Highly recommended.  A total hoot from beginning to end.

Drew Gehling (Dave Kovic/President Bill Mitchell) and the cast, in Dave, running July 18-August 19, 2018 at Arena Stage at the Mead Center for American Theater. Photo by Margot Schulman.

With Jenny Ashman (Reporter, Ensemble), Jared Bradshaw (Reporter, Harding, Ensemble), Josh Breckenridge (Duane Bolden), Dana Costello (Reporter, Montana Jefferson, Ensemble), Trista Dollison (Reporter, Harrison, Ensemble), Sherri L. Edelen (Tour Guide, Mrs. Smit, Taft, Ensemble), Kevin R. Free (Murray Stein, Adams, Ensemble), Adam J. Levy (Mr.

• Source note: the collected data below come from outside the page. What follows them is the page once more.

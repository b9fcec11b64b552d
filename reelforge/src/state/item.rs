//! The item record: one video in production.

use super::machine::{ItemState, Stage};
use crate::resilience::ErrorKind;
use crate::store::{ArtifactKind, ArtifactRecord};
use chrono::{DateTime, Utc};
use serde::{Deserialize, Serialize};
use sha2::{Digest, Sha256};
use std::collections::BTreeMap;

/// Where an item's idea came from.
#[derive(Debug, Clone, Copy, PartialEq, Eq, Serialize, Deserialize)]
#[serde(rename_all = "snake_case")]
pub enum ItemSource {
    AiIdeation,
    SocialTrend,
}

impl ItemSource {
    pub fn as_str(self) -> &'static str {
        match self {
            ItemSource::AiIdeation => "ai_ideation",
            ItemSource::SocialTrend => "social_trend",
        }
    }

    pub fn parse(s: &str) -> Option<Self> {
        match s {
            "ai_ideation" => Some(ItemSource::AiIdeation),
            "social_trend" => Some(ItemSource::SocialTrend),
            _ => None,
        }
    }
}

/// The last classified failure on an item.
#[derive(Debug, Clone, PartialEq, Eq, Serialize, Deserialize)]
pub struct ItemFailure {
    pub kind: ErrorKind,
    /// Human message, already redacted.
    pub message: String,
    pub stage: String,
    pub at: DateTime<Utc>,
}

/// One row of work: a single video moving through the pipeline.
#[derive(Debug, Clone, PartialEq, Serialize, Deserialize)]
pub struct Item {
    pub item_id: String,
    pub source: ItemSource,
    pub concept_text: String,
    pub state: ItemState,
    /// Execution count per stage, capped by each stage's attempt budget.
    #[serde(default)]
    pub stage_attempts: BTreeMap<String, u32>,
    /// Finalized artifacts keyed by artifact kind key.
    #[serde(default)]
    pub artifacts: BTreeMap<String, ArtifactRecord>,
    #[serde(default)]
    pub error: Option<ItemFailure>,
    #[serde(default)]
    pub publication_url: Option<String>,
    /// Word timings captured during narration when the provider returns
    /// them inline; spares the alignment call during captioning.
    #[serde(default)]
    pub narration_timings: Option<Vec<crate::providers::WordTiming>>,
    pub created_at: DateTime<Utc>,
    pub updated_at: DateTime<Utc>,
}

impl Item {
    /// A freshly ingested idea awaiting operator approval.
    pub fn new(item_id: impl Into<String>, source: ItemSource, concept_text: impl Into<String>) -> Self {
        let now = Utc::now();
        Self {
            item_id: item_id.into(),
            source,
            concept_text: concept_text.into(),
            state: ItemState::PendingApproval,
            stage_attempts: BTreeMap::new(),
            artifacts: BTreeMap::new(),
            error: None,
            publication_url: None,
            narration_timings: None,
            created_at: now,
            updated_at: now,
        }
    }

    /// Stable idempotency seed for `(item, stage)`, sent to providers that
    /// support dedupe keys. Attempt-independent so a retried stage reuses
    /// the same key.
    pub fn fingerprint(&self, stage: Stage) -> String {
        let mut hasher = Sha256::new();
        hasher.update(self.item_id.as_bytes());
        hasher.update(b":");
        hasher.update(stage.as_str().as_bytes());
        let digest = hasher.finalize();
        format!("{:x}", digest)[..16].to_string()
    }

    /// Executions recorded for a stage.
    pub fn attempts(&self, stage: Stage) -> u32 {
        self.stage_attempts
            .get(stage.as_str())
            .copied()
            .unwrap_or(0)
    }

    /// Records one execution of a stage and returns the new count.
    pub fn record_attempt(&mut self, stage: Stage) -> u32 {
        let count = self
            .stage_attempts
            .entry(stage.as_str().to_string())
            .or_insert(0);
        *count += 1;
        *count
    }

    /// Finalized artifact of a kind, if recorded.
    pub fn artifact(&self, kind: ArtifactKind) -> Option<&ArtifactRecord> {
        self.artifacts.get(&kind.key())
    }

    /// Records a finalized artifact, superseding any previous one of the
    /// same kind.
    pub fn put_artifact(&mut self, record: ArtifactRecord) {
        self.artifacts.insert(record.kind.clone(), record);
    }

    /// All recorded stock clips, in index order.
    pub fn stock_clips(&self) -> Vec<&ArtifactRecord> {
        let mut clips: Vec<(u32, &ArtifactRecord)> = self
            .artifacts
            .iter()
            .filter_map(|(key, record)| match ArtifactKind::parse_key(key) {
                Some(ArtifactKind::StockClip(n)) => Some((n, record)),
                _ => None,
            })
            .collect();
        clips.sort_by_key(|(n, _)| *n);
        clips.into_iter().map(|(_, r)| r).collect()
    }

    pub fn touch(&mut self) {
        self.updated_at = Utc::now();
    }
}
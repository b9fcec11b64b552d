//! The resilient caller: breaker, bulkhead, deadline, and retry in one place.

use super::backoff::backoff_delay;
use super::breaker::{BreakerRegistry, BreakerSnapshot, CircuitBreakerConfig};
use super::bulkhead::{BulkheadConfig, BulkheadRegistry};
use super::error::CallError;
use super::http::{AsyncHttpClient, HttpRequest, HttpResponse, ReqwestHttpClient};
use super::OperationClass;
use dashmap::DashMap;
use std::path::Path;
use std::sync::Arc;
use std::time::{Duration, Instant};
use tokio_util::sync::CancellationToken;
use tracing::{debug, warn};

/// Configuration for the resilient caller.
#[derive(Debug, Clone, Default)]
pub struct ResilientCallerConfig {
    pub breaker: CircuitBreakerConfig,
    pub bulkhead: BulkheadConfig,
}

/// Per-call options supplied by the stage adapter.
#[derive(Debug, Clone)]
pub struct CallOptions {
    /// Attempt budget for this call, including the first try.
    pub max_attempts: u32,
    /// Provider-side dedupe key, sent as the `Idempotency-Key` header.
    pub idempotency_key: Option<String>,
    /// Deadline tighter than the class deadline, when the stage budget or
    /// supervisor drain demands one.
    pub deadline: Option<Duration>,
    /// Cancellation for the owning job.
    pub cancel: CancellationToken,
}

impl Default for CallOptions {
    fn default() -> Self {
        Self {
            max_attempts: 3,
            idempotency_key: None,
            deadline: None,
            cancel: CancellationToken::new(),
        }
    }
}

/// Mediates every outbound HTTP call.
///
/// Shared across all workers; per-service state (breakers, bulkheads) is
/// created lazily on first use.
pub struct ResilientCaller {
    transports: DashMap<OperationClass, Arc<dyn AsyncHttpClient>>,
    injected_transport: Option<Arc<dyn AsyncHttpClient>>,
    breakers: BreakerRegistry,
    bulkheads: BulkheadRegistry,
}

impl ResilientCaller {
    pub fn new(config: ResilientCallerConfig) -> Self {
        Self {
            transports: DashMap::new(),
            injected_transport: None,
            breakers: BreakerRegistry::new(config.breaker),
            bulkheads: BulkheadRegistry::new(config.bulkhead),
        }
    }

    /// Caller with a single injected transport for every class. Tests use
    /// this to script responses without a network.
    pub fn with_transport(
        config: ResilientCallerConfig,
        transport: Arc<dyn AsyncHttpClient>,
    ) -> Self {
        Self {
            transports: DashMap::new(),
            injected_transport: Some(transport),
            breakers: BreakerRegistry::new(config.breaker),
            bulkheads: BulkheadRegistry::new(config.bulkhead),
        }
    }

    fn transport(&self, class: OperationClass) -> Result<Arc<dyn AsyncHttpClient>, CallError> {
        if let Some(ref transport) = self.injected_transport {
            return Ok(Arc::clone(transport));
        }
        if let Some(existing) = self.transports.get(&class) {
            return Ok(Arc::clone(existing.value()));
        }
        let built: Arc<dyn AsyncHttpClient> = Arc::new(ReqwestHttpClient::for_class(class)?);
        self.transports.insert(class, Arc::clone(&built));
        Ok(built)
    }

    /// Performs a mediated call.
    ///
    /// Each attempt re-checks the circuit breaker, acquires a bulkhead slot
    /// for the duration of the request only, and runs under
    /// `min(class overall timeout, options.deadline)`. Retryable failures
    /// back off with full jitter (or the provider's `Retry-After`) before
    /// the next attempt.
    pub async fn call(
        &self,
        service: &str,
        class: OperationClass,
        mut request: HttpRequest,
        options: CallOptions,
    ) -> Result<HttpResponse, CallError> {
        if let Some(ref key) = options.idempotency_key {
            request = request.header("Idempotency-Key", key.clone());
        }

        let transport = self.transport(class)?;
        let breaker = self.breakers.breaker(service, class);
        let bulkhead = self.bulkheads.bulkhead(service);
        let deadline = match options.deadline {
            Some(d) => d.min(class.overall_timeout()),
            None => class.overall_timeout(),
        };
        let max_attempts = options.max_attempts.max(1);

        let mut last_error = CallError::Unexpected {
            message: "no attempt made".to_string(),
        };

        for attempt in 1..=max_attempts {
            if options.cancel.is_cancelled() {
                return Err(CallError::Cancelled);
            }
            breaker.try_acquire()?;

            let started = Instant::now();
            let outcome = {
                let _slot = match bulkhead.acquire().await {
                    Ok(slot) => slot,
                    Err(e) => {
                        breaker.record_failure();
                        last_error = e;
                        self.maybe_backoff(&last_error, attempt, max_attempts, &options)
                            .await?;
                        continue;
                    }
                };
                tokio::select! {
                    biased;
                    _ = options.cancel.cancelled() => Err(CallError::Cancelled),
                    result = tokio::time::timeout(deadline, transport.execute(request.clone())) => {
                        match result {
                            Ok(inner) => inner,
                            Err(_) => Err(CallError::Timeout { elapsed: started.elapsed() }),
                        }
                    }
                }
            };
            let latency = started.elapsed();

            let error = match outcome {
                Ok(response) => match Self::classify(response) {
                    Ok(response) => {
                        breaker.record_success();
                        debug!(
                            service,
                            class = class.as_str(),
                            attempt,
                            latency_ms = latency.as_millis() as u64,
                            outcome = "ok",
                            "external call"
                        );
                        return Ok(response);
                    }
                    Err(e) => e,
                },
                Err(e) => e,
            };

            debug!(
                service,
                class = class.as_str(),
                attempt,
                latency_ms = latency.as_millis() as u64,
                outcome = error.kind().as_str(),
                "external call"
            );

            if matches!(error, CallError::Cancelled) {
                breaker.abandon_probe();
                return Err(error);
            }
            if error.is_retryable() {
                breaker.record_failure();
            } else {
                // Auth/client/validation failures mean the service answered;
                // the circuit stays healthy.
                breaker.record_success();
            }
            last_error = error;
            self.maybe_backoff(&last_error, attempt, max_attempts, &options)
                .await?;
        }

        warn!(
            service,
            class = class.as_str(),
            attempts = max_attempts,
            kind = last_error.kind().as_str(),
            "external call exhausted attempts"
        );
        Err(last_error)
    }

    /// Sleeps before the next attempt, or returns the error when the attempt
    /// budget is spent or the error is not retryable.
    async fn maybe_backoff(
        &self,
        error: &CallError,
        attempt: u32,
        max_attempts: u32,
        options: &CallOptions,
    ) -> Result<(), CallError> {
        if !error.is_retryable() || attempt >= max_attempts {
            return Err(error.clone());
        }
        let delay = match error {
            CallError::RateLimited {
                retry_after: Some(delay),
            } => *delay,
            _ => backoff_delay(attempt),
        };
        tokio::select! {
            biased;
            _ = options.cancel.cancelled() => Err(CallError::Cancelled),
            _ = tokio::time::sleep(delay) => Ok(()),
        }
    }

    /// Maps HTTP status to the error taxonomy.
    fn classify(response: HttpResponse) -> Result<HttpResponse, CallError> {
        let status = response.status;
        if response.is_success() {
            return Ok(response);
        }
        let message = String::from_utf8_lossy(&response.body)
            .chars()
            .take(200)
            .collect::<String>();
        match status {
            401 | 403 => Err(CallError::Auth {
                message: format!("HTTP {}", status),
            }),
            429 => Err(CallError::RateLimited {
                retry_after: response.retry_after,
            }),
            408 => Err(CallError::Transient {
                message: format!("HTTP 408: {}", message),
            }),
            400..=499 => Err(CallError::Client { status, message }),
            500..=599 => Err(CallError::Transient {
                message: format!("HTTP {}: {}", status, message),
            }),
            other => Err(CallError::Unexpected {
                message: format!("HTTP {}: {}", other, message),
            }),
        }
    }

    /// Current breaker states, for health reporting and persistence.
    pub fn breaker_snapshots(&self) -> Vec<BreakerSnapshot> {
        self.breakers.snapshots()
    }

    /// Persists breaker states to disk.
    pub fn save_breakers(&self, path: &Path) -> std::io::Result<()> {
        self.breakers.save(path)
    }

    /// Restores breaker states from a previous run.
    pub fn load_breakers(&self, path: &Path) -> std::io::Result<()> {
        self.breakers.load(path)
    }
}
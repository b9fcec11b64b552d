//! Supervisor health reporting.

use crate::resilience::BreakerSnapshot;
use crate::telemetry::MetricsSnapshot;

/// Point-in-time view of the whole pipeline, rendered by the `status`
/// command and logged at each daily pass.
#[derive(Debug, Clone, Default)]
pub struct HealthReport {
    /// Jobs queued or executing.
    pub in_flight: usize,
    /// Items by coarse disposition.
    pub items_total: usize,
    pub items_pending_approval: usize,
    pub items_in_progress: usize,
    pub items_published: usize,
    pub items_failed: usize,
    pub items_awaiting_retry: usize,
    /// Per-stage throughput and latency.
    pub metrics: MetricsSnapshot,
    /// Circuit breaker states.
    pub breakers: Vec<BreakerSnapshot>,
}

impl HealthReport {
    /// Multi-line human rendering.
    pub fn render(&self) -> String {
        let mut out = String::new();
        out.push_str(&format!(
            "items: {} total | {} pending approval | {} in progress | {} awaiting retry | {} published | {} failed\n",
            self.items_total,
            self.items_pending_approval,
            self.items_in_progress,
            self.items_awaiting_retry,
            self.items_published,
            self.items_failed,
        ));
        out.push_str(&format!("jobs in flight: {}\n", self.in_flight));
        for stage in &self.metrics.stages {
            out.push_str(&format!(
                "  {:<16} ok {:>5}  failed {:>4}  retried {:>4}  p50 {:>6}ms  p95 {:>6}ms\n",
                stage.stage, stage.succeeded, stage.failed, stage.retried, stage.p50_ms, stage.p95_ms,
            ));
        }
        for breaker in &self.breakers {
            out.push_str(&format!("  breaker {:<24} {:?}\n", breaker.label, breaker.state));
        }
        out
    }
}

#[cfg(test)]
mod tests {
    use super::*;
    use crate::telemetry::StageSnapshot;

    #[test]
    fn render_includes_counts_and_stages() {
        let report = HealthReport {
            in_flight: 2,
            items_total: 10,
            items_published: 4,
            items_failed: 1,
            metrics: MetricsSnapshot {
                stages: vec![StageSnapshot {
                    stage: "scripting".into(),
                    dispatched: 5,
                    succeeded: 4,
                    failed: 1,
                    retried: 2,
                    p50_ms: 120,
                    p95_ms: 300,
                }],
            },
            ..Default::default()
        };
        let text = report.render();
        assert!(text.contains("10 total"));
        assert!(text.contains("scripting"));
        assert!(text.contains("p95"));
    }
}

Wheeler, Ensemble), Erin Quill (Reporter, Hayes, Ensemble), Jonathan Rayson (Gary Nance, Johnson, Ensemble) and Vishal Vaidya (Paul, Ensemble)

Book by Thomas Meehan and Nell Benjamin, Set Design by Dane Laffrey, Choreography by Sam Pinkleton, Orchestrator Michael Starobin, Music Director Rob Berman, Costume Design by Toni-Leslie James, Lighting by Japhy Weideman, Sound Design by Walter Trarbach, Projection Design by Peter Nigrini.